The Music of the People: Dvorak Revisited

Friday, October 18 • 9:00 AM • Buchanan Chapel

The Music of the People: Dvorak Revisited

On 21 May, 1893 an article appeared in the New York Herald, part interview, part manifesto, part advertisement for the National Conservatory in New York entitled “Real Value of Negro Melodies” by the Bohemian Director of the conservatory Antonin Dvorák. A week later, the composer amplified his viewpoint in an article entitled “Antonin Dvorák on Negro Melodies.” In it Dvorák stated, “It is my opinion that I find a sure foundation in the Negro melodies for a new National school of music…The new American school of music must strike its roots deeply within its own soil.” It was the beginning of his great influence on the future of American music and his challenge “to go after our own folk music.” In this keynote Dr. James Abbington will focus on Dvorák’s contribution to and influence on American music with a particular focus on how our own folk music and the “music of the Negro” informed the works of some of the greatest American composers. 

James Abbington is one of the nation’s most respected choir directors, musicians and authors, Abbington is a popular speaker, performer and conductor at universities, conferences, symposiums and churches around the world. From 2000 to 2010, Abbington served as co-director of music for the Hampton University Ministers’ and Musicians’ Conference, and as the national director of music for both the Progressive National Baptist Convention and the NAACP. In 2010, Hampton’s Choir Directors and Organists Guild honored Abbington by naming their Church Music Academy after him, and in 2015, he became the second African American to be named a Fellow of The Hymn Society in the United States and Canada.

Barbara Conable

Musicians Move! Top Ten Ways to Train their Moving

Saturday, October 19 • 11:45 AM • Borwell Dining Hall

Musicians Move! Top Ten Ways to Train their Moving

The moving musicians do to make music is as demanding and exacting as that of dancers and athletes, therefore their moving should be systematically trained, not left to chance or mis-training, as so often occurs. Barbara Conable offers practical advice about how to effectively and efficiently train musicians’ moving right along with their hearing and seeing, all at once. Top Ten! 

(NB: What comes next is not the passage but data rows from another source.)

use std::sync::Arc;

use async_trait::async_trait;
use tokio::sync::mpsc;
use tracing::{info, warn};

use maestro_core::config::SessionConfig;
use maestro_core::types::{ActorContext, ConversationId, TenantId};
use maestro_providers::{AgentProvider, MemoryStrategyConfig, MemoryStrategyMode, SessionHandle};
use maestro_store::types::ConversationSessionState;
use maestro_store::Store;

use crate::error::Result;
use crate::memory::{CompactionEvent, StrategySession, SummarySink};

/// Policy knobs for provider conversation and session binding.
#[derive(Debug, Clone, Copy, Default)]
pub struct SessionPolicy {
    pub disable_provider_conversation_creation: bool,
    pub force_provider_session_rebind: bool,
}

impl From<&SessionConfig> for SessionPolicy {
    fn from(config: &SessionConfig) -> Self {
        Self {
            disable_provider_conversation_creation: config.disable_provider_conversation_creation,
            force_provider_session_rebind: config.force_provider_session_rebind,
        }
    }
}

/// Coordinates provider conversation ids and SDK session handles.
pub struct SessionManager {
    store: Arc<Store>,
    policy: SessionPolicy,
}

impl SessionManager {
    pub fn new(store: Arc<Store>, policy: SessionPolicy) -> Self {
        Self { store, policy }
    }

    pub fn store(&self) -> &Arc<Store> {
        &self.store
    }

    /// Reuse, mint, or skip the provider-side conversation id.
    ///
    /// Concurrent requests for the same conversation may both mint; the
    /// state upsert after the run makes the race idempotent — losers
    /// observe the winner on their next turn.
    pub async fn resolve_provider_conversation_id(
        &self,
        provider: &dyn AgentProvider,
        actor: &ActorContext,
        conversation_id: ConversationId,
        existing: Option<&ConversationSessionState>,
    ) -> Option<String> {
        let prefix = provider.conversation_id_prefix();
        if let Some(state) = existing {
            if let Some(existing_id) = &state.provider_conversation_id {
                if existing_id.starts_with(prefix) {
                    return Some(existing_id.clone());
                }
                warn!(
                    conversation_id = %conversation_id,
                    provider_conversation_id = %existing_id,
                    "ignoring provider conversation id with unexpected format"
                );
            }
        }

        if self.policy.disable_provider_conversation_creation {
            return None;
        }
        let factory = provider.conversation_factory()?;
        match factory
            .create(
                &actor.tenant_id.to_string(),
                &actor.user_id.to_string(),
                &conversation_id.to_string(),
            )
            .await
        {
            Ok(candidate) if candidate.starts_with(prefix) => Some(candidate),
            Ok(candidate) => {
                warn!(
                    candidate = %candidate,
                    "provider conversation id did not match expected format; ignoring"
                );
                None
            }
            Err(e) => {
                warn!(error = %e, "failed to create provider conversation; proceeding without one");
                None
            }
        }
    }

    /// Pick the session id, build the handle, and wrap it with the
    /// configured memory strategy.
    ///
    /// Session id preference: provider conversation id (when rebind is
    /// forced or no SDK session is stored) → stored SDK session id → the
    /// internal conversation id.
    pub async fn acquire_session(
        &self,
        provider: &dyn AgentProvider,
        tenant_id: TenantId,
        conversation_id: ConversationId,
        provider_conversation_id: Option<&str>,
        memory_strategy: Option<MemoryStrategyConfig>,
        agent_key: Option<&str>,
        compaction_tx: Option<mpsc::Sender<CompactionEvent>>,
    ) -> Result<(String, Arc<dyn SessionHandle>)> {
        let state = self.store.get_session_state(tenant_id, conversation_id)?;
        let stored_sdk_session = state.as_ref().and_then(|s| s.sdk_session_id.clone());

        let session_id = match provider_conversation_id {
            Some(conv)
                if self.policy.force_provider_session_rebind || stored_sdk_session.is_none() =>
            {
                conv.to_string()
            }
            _ => stored_sdk_session.unwrap_or_else(|| conversation_id.to_string()),
        };

        let mut handle = provider.session_store().build(&session_id);
        if let Some(config) = memory_strategy {
            if config.mode != MemoryStrategyMode::None {
                let on_summary: Option<Arc<dyn SummarySink>> =
                    if config.mode == MemoryStrategyMode::Summarize {
                        Some(Arc::new(StoreSummarySink {
                            store: Arc::clone(&self.store),
                            conversation_id,
                            agent_key: agent_key.map(String::from),
                            summary_model: config.summarizer_model.clone(),
                        }))
                    } else {
                        None
                    };
                info!(
                    conversation_id = %conversation_id,
                    strategy = ?config.mode,
                    "memory strategy applied"
                );
                handle = Arc::new(StrategySession::new(handle, config, on_summary, compaction_tx));
            }
        }
        Ok((session_id, handle))
    }

    /// Record the handles actually used. Runs unconditionally after every
    /// turn, success or failure.
    pub fn sync_session_state(
        &self,
        tenant_id: TenantId,
        conversation_id: ConversationId,
        session_id: &str,
        provider_name: &str,
        provider_conversation_id: Option<&str>,
    ) -> Result<()> {
        self.store.update_session_state(
            tenant_id,
            conversation_id,
            &ConversationSessionState {
                provider: Some(provider_name.to_string()),
                provider_conversation_id: provider_conversation_id.map(String::from),
                sdk_session_id: Some(session_id.to_string()),
                session_cursor: None,
                last_session_sync_at: Some(
                    chrono::Utc::now().to_rfc3339_opts(chrono::SecondsFormat::Micros, true),
                ),
            },
        )?;
        Ok(())
    }
}

/// Writes summaries into `conversation_summaries`.
struct StoreSummarySink {
    store: Arc<Store>,
    conversation_id: ConversationId,
    agent_key: Option<String>,
    summary_model: String,
}

#[async_trait]
impl SummarySink for StoreSummarySink {
    async fn persist(&self, summary_text: &str, summary_length_tokens: Option<u64>) {
        if let Err(e) = self.store.persist_summary(
            self.conversation_id,
            self.agent_key.as_deref(),
            summary_text,
            Some(&self.summary_model),
            "v1",
            summary_length_tokens,
        ) {
            warn!(error = %e, "failed to persist conversation summary");
        }
    }
}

During her thirty plus years as an Alexander Technique teacher Barbara Conable helped to save hundreds of musical careers and to enhance hundreds more. She experienced frustration, however, because she knew that thousands more musicians were losing careers and capacity. To enhance her effectiveness, she wrote the book “What Every Musician Needs to Know about the Body®” and developed a Body Mapping course by the same name which is now taught by Andover Educators® around the world. The goal of Andover Educators® is to put music education on a secure somatic (anatomical) foundation for all time.